PROVIDED INFORMATION: Begin

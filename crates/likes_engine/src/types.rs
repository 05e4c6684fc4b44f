use std::fmt;
use std::time::Duration;

/// Why a single fetch failed. Always per-item; never aborts a run.
#[derive(Debug, Clone, PartialEq, Eq)]
pub enum FailureKind {
    /// The downloader ran and exited unsuccessfully (`None` when killed by a signal).
    ExitStatus(Option<i32>),
    /// The downloader could not be started.
    Spawn,
    Timeout(Duration),
    Io,
}

impl fmt::Display for FailureKind {
    fn fmt(&self, f: &mut fmt::Formatter<'_>) -> fmt::Result {
        match self {
            FailureKind::ExitStatus(Some(code)) => write!(f, "exit status {code}"),
            FailureKind::ExitStatus(None) => write!(f, "terminated by signal"),
            FailureKind::Spawn => write!(f, "could not start downloader"),
            FailureKind::Timeout(limit) => write!(f, "timed out after {}s", limit.as_secs()),
            FailureKind::Io => write!(f, "io error"),
        }
    }
}

#[derive(Debug, Clone, PartialEq, Eq)]
pub struct FetchError {
    pub kind: FailureKind,
    pub message: String,
    /// Captured standard error of the downloader, when it produced any.
    pub stderr: Option<String>,
}

impl FetchError {
    pub fn new(kind: FailureKind, message: impl Into<String>) -> Self {
        Self {
            kind,
            message: message.into(),
            stderr: None,
        }
    }

    pub fn with_stderr(mut self, stderr: impl Into<String>) -> Self {
        let stderr = stderr.into();
        if !stderr.trim().is_empty() {
            self.stderr = Some(stderr);
        }
        self
    }
}

impl fmt::Display for FetchError {
    fn fmt(&self, f: &mut fmt::Formatter<'_>) -> fmt::Result {
        write!(f, "{}: {}", self.kind, self.message)
    }
}

impl std::error::Error for FetchError {}

#[derive(Debug, Clone, thiserror::Error, PartialEq, Eq)]
pub enum PageLoadError {
    #[error("invalid page url {url}: {message}")]
    InvalidUrl { url: String, message: String },
    #[error("page returned http status {status}")]
    HttpStatus { status: u16 },
    #[error("network error: {0}")]
    Network(String),
    #[error("page did not finish loading within {}s", .0.as_secs())]
    Timeout(Duration),
    #[error("page driver error: {0}")]
    Driver(String),
}
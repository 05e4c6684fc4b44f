use std::iter;

use engine_logging::engine_info;
use likes_core::{Effect, RunEvent};
use likes_engine::EngineHandle;

/// Turns controller effects into engine commands and hands engine events back.
pub struct EffectRunner {
    engine: EngineHandle,
}

impl EffectRunner {
    pub fn new(engine: EngineHandle) -> Self {
        Self { engine }
    }

    pub fn enqueue(&self, effects: Vec<Effect>) {
        for effect in effects {
            match effect {
                Effect::StartRun { url } => {
                    engine_info!("StartRun url={}", url);
                    self.engine.start_run(url);
                }
                Effect::StartRetry => {
                    engine_info!("StartRetry");
                    self.engine.start_retry();
                }
                Effect::StartCount { url } => {
                    engine_info!("StartCount url={}", url);
                    self.engine.start_count(url);
                }
                Effect::CancelRun => {
                    engine_info!("CancelRun");
                    self.engine.stop();
                }
            }
        }
    }

    /// Everything the engine reported since the last call, in order.
    pub fn drain_events(&self) -> Vec<RunEvent> {
        iter::from_fn(|| self.engine.try_recv()).collect()
    }
}
use crate::view_model::{AppViewModel, ProgressView};
use crate::RunSummary;

#[derive(Debug, Clone, Copy, PartialEq, Eq, Default)]
pub enum SessionState {
    #[default]
    Idle,
    /// Scrape, filter or download work is in progress.
    Running,
    /// Stop requested; waiting for the in-flight job to settle.
    Stopping,
    Counting,
}

impl SessionState {
    pub fn is_busy(self) -> bool {
        self != SessionState::Idle
    }
}

#[derive(Debug, Clone, PartialEq, Default)]
pub struct AppState {
    session: SessionState,
    total: usize,
    downloaded: usize,
    errors: usize,
    progress: Option<ProgressView>,
    chart: Vec<usize>,
    last_summary: Option<RunSummary>,
    last_count: Option<usize>,
    notices: Vec<String>,
    dirty: bool,
}

impl AppState {
    pub fn new() -> Self {
        Self::default()
    }

    pub fn session(&self) -> SessionState {
        self.session
    }

    pub fn view(&self) -> AppViewModel {
        AppViewModel {
            session: self.session,
            total: self.total,
            downloaded: self.downloaded,
            errors: self.errors,
            progress: self.progress,
            chart: self.chart.clone(),
            last_summary: self.last_summary.clone(),
            last_count: self.last_count,
            notices: self.notices.clone(),
            dirty: self.dirty,
        }
    }

    /// Returns whether anything changed since the last call and clears the flag.
    pub fn consume_dirty(&mut self) -> bool {
        std::mem::take(&mut self.dirty)
    }

    pub(crate) fn mark_dirty(&mut self) {
        self.dirty = true;
    }

    pub(crate) fn begin(&mut self, session: SessionState) {
        self.session = session;
        self.total = 0;
        self.downloaded = 0;
        self.errors = 0;
        self.progress = None;
        self.chart.clear();
        self.notices.clear();
        self.mark_dirty();
    }

    pub(crate) fn request_stop(&mut self) {
        self.session = SessionState::Stopping;
        self.mark_dirty();
    }

    pub(crate) fn push_notice(&mut self, notice: impl Into<String>) {
        self.notices.push(notice.into());
        self.mark_dirty();
    }

    pub(crate) fn apply_stats(&mut self, total: usize, downloaded: usize, errors: usize) {
        self.total = total;
        self.downloaded = downloaded;
        self.errors = errors;
        self.mark_dirty();
    }

    pub(crate) fn apply_progress(&mut self, progress: ProgressView) {
        self.progress = Some(progress);
        self.mark_dirty();
    }

    pub(crate) fn apply_chart(&mut self, series: Vec<usize>) {
        self.chart = series;
        self.mark_dirty();
    }

    pub(crate) fn finish_run(&mut self, summary: RunSummary) {
        self.last_summary = Some(summary);
        self.session = SessionState::Idle;
        self.mark_dirty();
    }

    pub(crate) fn finish_count(&mut self, count: usize) {
        self.last_count = Some(count);
        self.session = SessionState::Idle;
        self.mark_dirty();
    }

    pub(crate) fn abort(&mut self, reason: String) {
        self.notices.push(reason);
        self.session = SessionState::Idle;
        self.mark_dirty();
    }
}
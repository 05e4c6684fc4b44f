use std::collections::BTreeSet;
use std::fmt;

use serde::{Deserialize, Serialize};

/// Normalized absolute URL identifying one likable item.
#[derive(Debug, Clone, PartialEq, Eq, PartialOrd, Ord, Hash)]
pub struct ItemLink(String);

impl ItemLink {
    /// Normalizes a raw href: trims surrounding whitespace and drops any fragment.
    /// Returns `None` when nothing is left.
    pub fn normalize(raw: &str) -> Option<Self> {
        let trimmed = raw.trim();
        let without_fragment = match trimmed.find('#') {
            Some(pos) => &trimmed[..pos],
            None => trimmed,
        };
        if without_fragment.is_empty() {
            return None;
        }
        Some(Self(without_fragment.to_string()))
    }

    pub fn as_str(&self) -> &str {
        &self.0
    }

    pub fn into_string(self) -> String {
        self.0
    }
}

impl fmt::Display for ItemLink {
    fn fmt(&self, f: &mut fmt::Formatter<'_>) -> fmt::Result {
        f.write_str(&self.0)
    }
}

impl AsRef<str> for ItemLink {
    fn as_ref(&self) -> &str {
        &self.0
    }
}

/// Deduplicated collection of links produced by one scrape.
///
/// Backed by an ordered set so iteration is reproducible, but callers that need
/// an order (persistence, filtering) ask for it explicitly via [`LinkSet::sorted`].
#[derive(Debug, Clone, PartialEq, Eq, Default)]
pub struct LinkSet {
    links: BTreeSet<ItemLink>,
}

impl LinkSet {
    pub fn new() -> Self {
        Self::default()
    }

    /// Returns `true` if the link was not already present.
    pub fn insert(&mut self, link: ItemLink) -> bool {
        self.links.insert(link)
    }

    pub fn contains(&self, link: &ItemLink) -> bool {
        self.links.contains(link)
    }

    pub fn len(&self) -> usize {
        self.links.len()
    }

    pub fn is_empty(&self) -> bool {
        self.links.is_empty()
    }

    pub fn iter(&self) -> impl Iterator<Item = &ItemLink> {
        self.links.iter()
    }

    /// Lexicographically ascending copy of the links.
    pub fn sorted(&self) -> Vec<ItemLink> {
        self.links.iter().cloned().collect()
    }
}

impl FromIterator<ItemLink> for LinkSet {
    fn from_iter<T: IntoIterator<Item = ItemLink>>(iter: T) -> Self {
        Self {
            links: iter.into_iter().collect(),
        }
    }
}

impl<'a> IntoIterator for &'a LinkSet {
    type Item = &'a ItemLink;
    type IntoIter = std::collections::btree_set::Iter<'a, ItemLink>;

    fn into_iter(self) -> Self::IntoIter {
        self.links.iter()
    }
}

/// Describes the target site: how to recognize item links while scraping and
/// which URLs may be handed to the downloader.
#[derive(Debug, Clone, PartialEq, Eq, Serialize, Deserialize)]
#[serde(default)]
pub struct SiteProfile {
    /// Substring every scraped item href must contain.
    pub domain_marker: String,
    /// First path segment of the viewer's own pages (e.g. `/you/library`).
    pub self_token: String,
    pub canonical_scheme: String,
    pub canonical_host: String,
}

impl Default for SiteProfile {
    fn default() -> Self {
        Self {
            domain_marker: "soundcloud.com".to_string(),
            self_token: "you".to_string(),
            canonical_scheme: "https".to_string(),
            canonical_host: "soundcloud.com".to_string(),
        }
    }
}

impl SiteProfile {
    /// Dispatch-time acceptance check: `{scheme}://{host}/` followed by a
    /// non-empty path, no whitespace anywhere, and a parseable URL.
    pub fn is_dispatchable(&self, link: &ItemLink) -> bool {
        let raw = link.as_str();
        if raw.chars().any(char::is_whitespace) {
            return false;
        }
        let prefix = format!("{}://{}/", self.canonical_scheme, self.canonical_host);
        let Some(rest) = raw.strip_prefix(prefix.as_str()) else {
            return false;
        };
        if rest.is_empty() {
            return false;
        }
        url::Url::parse(raw).is_ok()
    }
}

#[cfg(test)]
mod tests {
    use super::*;

    fn link(raw: &str) -> ItemLink {
        ItemLink::normalize(raw).unwrap()
    }

    #[test]
    fn normalize_trims_and_drops_fragment() {
        assert_eq!(
            link("  https://soundcloud.com/a/b#comments \n").as_str(),
            "https://soundcloud.com/a/b"
        );
        assert!(ItemLink::normalize("   ").is_none());
        assert!(ItemLink::normalize("#top").is_none());
    }

    #[test]
    fn dispatchable_requires_canonical_prefix_and_path() {
        let site = SiteProfile::default();
        assert!(site.is_dispatchable(&link("https://soundcloud.com/artist/track")));
        assert!(!site.is_dispatchable(&link("https://soundcloud.com/")));
        assert!(!site.is_dispatchable(&link("http://soundcloud.com/artist/track")));
        assert!(!site.is_dispatchable(&link("https://evil.com/soundcloud.com/a/b")));
        assert!(!site.is_dispatchable(&link("https://soundcloud.com.evil.com/a/b")));
        assert!(!site.is_dispatchable(&link("https://soundcloud.com/artist/my track")));
    }

    #[test]
    fn link_set_deduplicates() {
        let set: LinkSet = ["https://x/b", "https://x/a", "https://x/b"]
            .into_iter()
            .map(link)
            .collect();
        assert_eq!(set.len(), 2);
        assert_eq!(
            set.sorted(),
            vec![link("https://x/a"), link("https://x/b")]
        );
    }
}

PROVIDED INFORMATION: End

- **PROBLEM STATEMENT**: If a line comes after the one containing "impl fmt::Display for FailureKind", leave it out; set down every line of the data before it, and that line itself, exactly.

- **WRITTEN ANSWER**:
filename crates/likes_engine/src/types.rs
repository 05e4c6684fc4b44f
use std::fmt;
use std::time::Duration;

/// Why a single fetch failed. Always per-item; never aborts a run.
#[derive(Debug, Clone, PartialEq, Eq)]
pub enum FailureKind {
    /// The downloader ran and exited unsuccessfully (`None` when killed by a signal).
    ExitStatus(Option<i32>),
    /// The downloader could not be started.
    Spawn,
    Timeout(Duration),
    Io,
}

impl fmt::Display for FailureKind {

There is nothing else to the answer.